O que o transativismo tem a ver com direitos civis? - Revista Oeste

Flávio Gordon

A violência da qual os transativistas alegam ser vítimas não é exatamente similar à que acometia os negros no passado, pois inclui coisas como referir-se a eles com o pronome errado



"Direitos trans são direitos humanos", na Marcha das Mulheres, na cidade de Nova Iorque | Foto: Shutterstock

“Quando la masa actúa por sí misma,
lo hace sólo de una manera, porque no tiene otra:
lincha”
José Ortega y Gasset

“Tribalismo é a resposta à imaturidade porque
permite ao homem permanecer
imaturo com a sanção de seu grupo”
Eric Voegelin


Aconteceu em 14 de novembro de 1960, em Nova Orleans, Estados Unidos. Nesse dia, Ruby Bridges, uma menina negra de 6 anos de idade, pisou pela primeira vez numa escola destinada exclusivamente a crianças brancas, como determinavam as leis de segregação racial então vigentes.  
Ao fim do dia, revoltados com a presença de Bridges naquele espaço reservado “only for whites” (como postulava o odioso jargão da época), uma multidão de aproximadamente mil racistas se manifestou violentamente em frente à escola. Aos berros, exigiam a expulsão imediata de Bridges. Muitos chegaram a cuspir na criança, que também foi alvo de ameaças de morte. 
 
Emblemático da segregação racial na América dos anos 1960, quando os negros sofriam toda sorte de violência física e moral, o episódio foi um dos estopins para a célebre campanha dos direitos civis. 
Encarnada pelo universalismo de Martin Luther King Jr., como se sabe, a vertente mais consagrada do movimento pregou a resistência pacífica ao racismo, apostando que a vitória política viria do contraste entre a fortaleza moral dos ativistas negros e a virulência doentia dos segregacionistas brancos. De certa forma, a postura altiva da pequena Bridges, que enfrentou com notável impavidez os insultos e as agressões, já fornecera o modelo dessa linha de ação. Ruby Bridges, 6 anos de idade, foi a primeira criança negra a frequentar uma escola até então destinada exclusivamente a brancos | Foto: Wikimedia Commons
 
Seis décadas depois, uma nova campanha pelos direitos civis irrompe na América e no mundo: o transativismo.  
E aqui uso deliberadamente transativismo no lugar de transgenderismo, para enfatizar o caráter político-ideológico da causa, a qual, além de incluir entre os adeptos um sem-número de indivíduos não trans (ou “cisgênero”, como se diz no jargão militante), também exclui pessoas trans que não a corroboram. 
Seja como for, a inserção do movimento trans no rol da luta pelos direitos civis é hoje uma questão inegociável para as elites culturais do Ocidente, tendo sido consagrada por ninguém menos que Joe Biden, o qual, em janeiro de 2020, resumiu num tuíte a posição hegemônica entre o beautiful people: “Sejamos claros! A igualdade para os transgêneros é a grande questão de direitos civis do nosso tempo. Não há espaço para hesitação quando falamos de direitos humanos básicos”.

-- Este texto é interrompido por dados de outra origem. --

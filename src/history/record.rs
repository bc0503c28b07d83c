//! Payroll history record structures

use crate::period::CalendarMonth;
use serde::Serialize;
use std::ops::AddAssign;

/// Required identifying columns
pub const PERIOD_COLUMN: &str = "Periodo";
pub const EMPLOYER_COLUMN: &str = "Empleador";
pub const PERSON_COLUMN: &str = "Nick Name";
pub const ROLE_COLUMN: &str = "Cargo";

pub const REQUIRED_COLUMNS: [&str; 4] = [PERIOD_COLUMN, EMPLOYER_COLUMN, PERSON_COLUMN, ROLE_COLUMN];

/// Optional numeric columns, cleaned of currency symbols and separators on load
#[derive(Debug, Clone, Copy, PartialEq, Eq, Hash, Serialize)]
pub enum AmountColumn {
    BasicSalary,
    BasicSalaryPpss,
    SocialBenefits,
    VivecasaCommissions,
    ViveprestamoCommissions,
    Bonuses,
    TotalPayroll,
    /// Headcount-style column, cleaned like the money columns but never summed
    TotalAssets,
}

impl AmountColumn {
    pub const ALL: [AmountColumn; 8] = [
        AmountColumn::BasicSalary,
        AmountColumn::BasicSalaryPpss,
        AmountColumn::SocialBenefits,
        AmountColumn::VivecasaCommissions,
        AmountColumn::ViveprestamoCommissions,
        AmountColumn::Bonuses,
        AmountColumn::TotalPayroll,
        AmountColumn::TotalAssets,
    ];

    pub fn header(&self) -> &'static str {
        match self {
            AmountColumn::BasicSalary => "Total Salario Basico USD",
            AmountColumn::BasicSalaryPpss => "Total PPSS Salario Basico USD",
            AmountColumn::SocialBenefits => "Total Prestaciones Sociales USD",
            AmountColumn::VivecasaCommissions => "Total Comisiones Vivecasa USD",
            AmountColumn::ViveprestamoCommissions => "Total Comisiones Viveprestamo USD",
            AmountColumn::Bonuses => "Total Bonos y Premios USD",
            AmountColumn::TotalPayroll => "Total Total Nomina USD",
            AmountColumn::TotalAssets => "Total Activos",
        }
    }

    /// USD pay columns, the ones summed in totals and summaries
    pub fn is_pay(&self) -> bool {
        !matches!(self, AmountColumn::TotalAssets)
    }
}

/// USD amounts of one record, or a sum of records
#[derive(Debug, Clone, Copy, Default, PartialEq, Serialize)]
pub struct PayAmounts {
    pub basic_salary: f64,
    pub basic_salary_ppss: f64,
    pub social_benefits: f64,
    pub vivecasa_commissions: f64,
    pub viveprestamo_commissions: f64,
    pub bonuses: f64,
    pub total_payroll: f64,
}

impl PayAmounts {
    /// Amount for a pay column; `TotalAssets` is not a pay amount and reads 0
    pub fn get(&self, column: AmountColumn) -> f64 {
        match column {
            AmountColumn::BasicSalary => self.basic_salary,
            AmountColumn::BasicSalaryPpss => self.basic_salary_ppss,
            AmountColumn::SocialBenefits => self.social_benefits,
            AmountColumn::VivecasaCommissions => self.vivecasa_commissions,
            AmountColumn::ViveprestamoCommissions => self.viveprestamo_commissions,
            AmountColumn::Bonuses => self.bonuses,
            AmountColumn::TotalPayroll => self.total_payroll,
            AmountColumn::TotalAssets => 0.0,
        }
    }

    pub(crate) fn set(&mut self, column: AmountColumn, value: f64) {
        match column {
            AmountColumn::BasicSalary => self.basic_salary = value,
            AmountColumn::BasicSalaryPpss => self.basic_salary_ppss = value,
            AmountColumn::SocialBenefits => self.social_benefits = value,
            AmountColumn::VivecasaCommissions => self.vivecasa_commissions = value,
            AmountColumn::ViveprestamoCommissions => self.viveprestamo_commissions = value,
            AmountColumn::Bonuses => self.bonuses = value,
            AmountColumn::TotalPayroll => self.total_payroll = value,
            AmountColumn::TotalAssets => {}
        }
    }
}

impl AddAssign for PayAmounts {
    fn add_assign(&mut self, other: Self) {
        self.basic_salary += other.basic_salary;
        self.basic_salary_ppss += other.basic_salary_ppss;
        self.social_benefits += other.social_benefits;
        self.vivecasa_commissions += other.vivecasa_commissions;
        self.viveprestamo_commissions += other.viveprestamo_commissions;
        self.bonuses += other.bonuses;
        self.total_payroll += other.total_payroll;
    }
}

/// One row of the payroll history
#[derive(Debug, Clone, PartialEq, Serialize)]
pub struct PayrollRecord {
    /// Period label as written in the source, e.g. "January 2024"
    pub period: String,
    /// First day of the period's month, when the label parses
    pub period_month: Option<CalendarMonth>,
    pub employer: String,
    pub person: String,
    pub role: String,
    pub total_assets: f64,
    pub amounts: PayAmounts,
}

impl PayrollRecord {
    /// Ordering key: parsed month first (unparseable labels last), then label
    pub fn sort_key(&self) -> (bool, Option<CalendarMonth>, &str) {
        (self.period_month.is_none(), self.period_month, &self.period)
    }

    pub fn amount(&self, column: AmountColumn) -> f64 {
        match column {
            AmountColumn::TotalAssets => self.total_assets,
            pay => self.amounts.get(pay),
        }
    }
}

#[cfg(test)]
mod tests {
    use super::*;

    #[test]
    fn test_add_assign_sums_every_field() {
        let mut total = PayAmounts::default();
        let mut one = PayAmounts::default();
        for column in AmountColumn::ALL {
            one.set(column, 1.5);
        }
        total += one;
        total += one;
        for column in AmountColumn::ALL.into_iter().filter(AmountColumn::is_pay) {
            assert_eq!(total.get(column), 3.0, "{:?}", column);
        }
        assert_eq!(total.get(AmountColumn::TotalAssets), 0.0);
    }

    #[test]
    fn test_unparsed_periods_sort_last() {
        let record = |period: &str, month: Option<CalendarMonth>| PayrollRecord {
            period: period.to_string(),
            period_month: month,
            employer: String::new(),
            person: String::new(),
            role: String::new(),
            total_assets: 0.0,
            amounts: PayAmounts::default(),
        };
        let mut records = vec![
            record("Cierre", None),
            record("March 2024", CalendarMonth::new(2024, 3)),
            record("January 2024", CalendarMonth::new(2024, 1)),
        ];
        records.sort_by(|a, b| a.sort_key().cmp(&b.sort_key()));
        let labels: Vec<_> = records.iter().map(|r| r.period.as_str()).collect();
        assert_eq!(labels, vec!["January 2024", "March 2024", "Cierre"]);
    }
}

Em 25 de março, num parque na cidade de Auckland (Nova Zelândia), onde proferiria uma palestra sobre os direitos das mulheres, Posie Parker foi cercada por uma multidão raivosa de ativistas trans, que a xingaram, a ameaçaram de morte e lhe cobriram com molho de tomate 

Martin Luther King Jr. e Malcolm X no debate do Senado sobre a Lei dos Direitos Civis de 1964 | Foto: Wikimedia Commons

Mas, quando comparamos os dois movimentos de direitos civis — o dos negros, nos anos 1960, e o dos transativistas, nos anos 2020 —, notamos certas diferenças saltando aos olhos. Em primeiro lugar, o modelo de ação política do transativismo não parece ser o pacifismo altivo de Martin Luther King, mas, ao contrário, a pregação violenta, revolucionária e histriônica de um Malcolm X ou dos Panteras Negras. Em segundo lugar, a violência da qual alegam ser vítimas não é exatamente similar à que acometia os negros no passado, pois inclui coisas como referir-se a eles com o pronome errado, pedir (mesmo educadamente) para que usem o banheiro compatível com o seu sexo biológico, ou opinar contrariamente à presença de homens biológicos (conquanto identificados como mulheres) nos esportes femininos. Diante dessas contrariedades, os transativistas têm reagido com violência e fúria. Frequentemente em bando.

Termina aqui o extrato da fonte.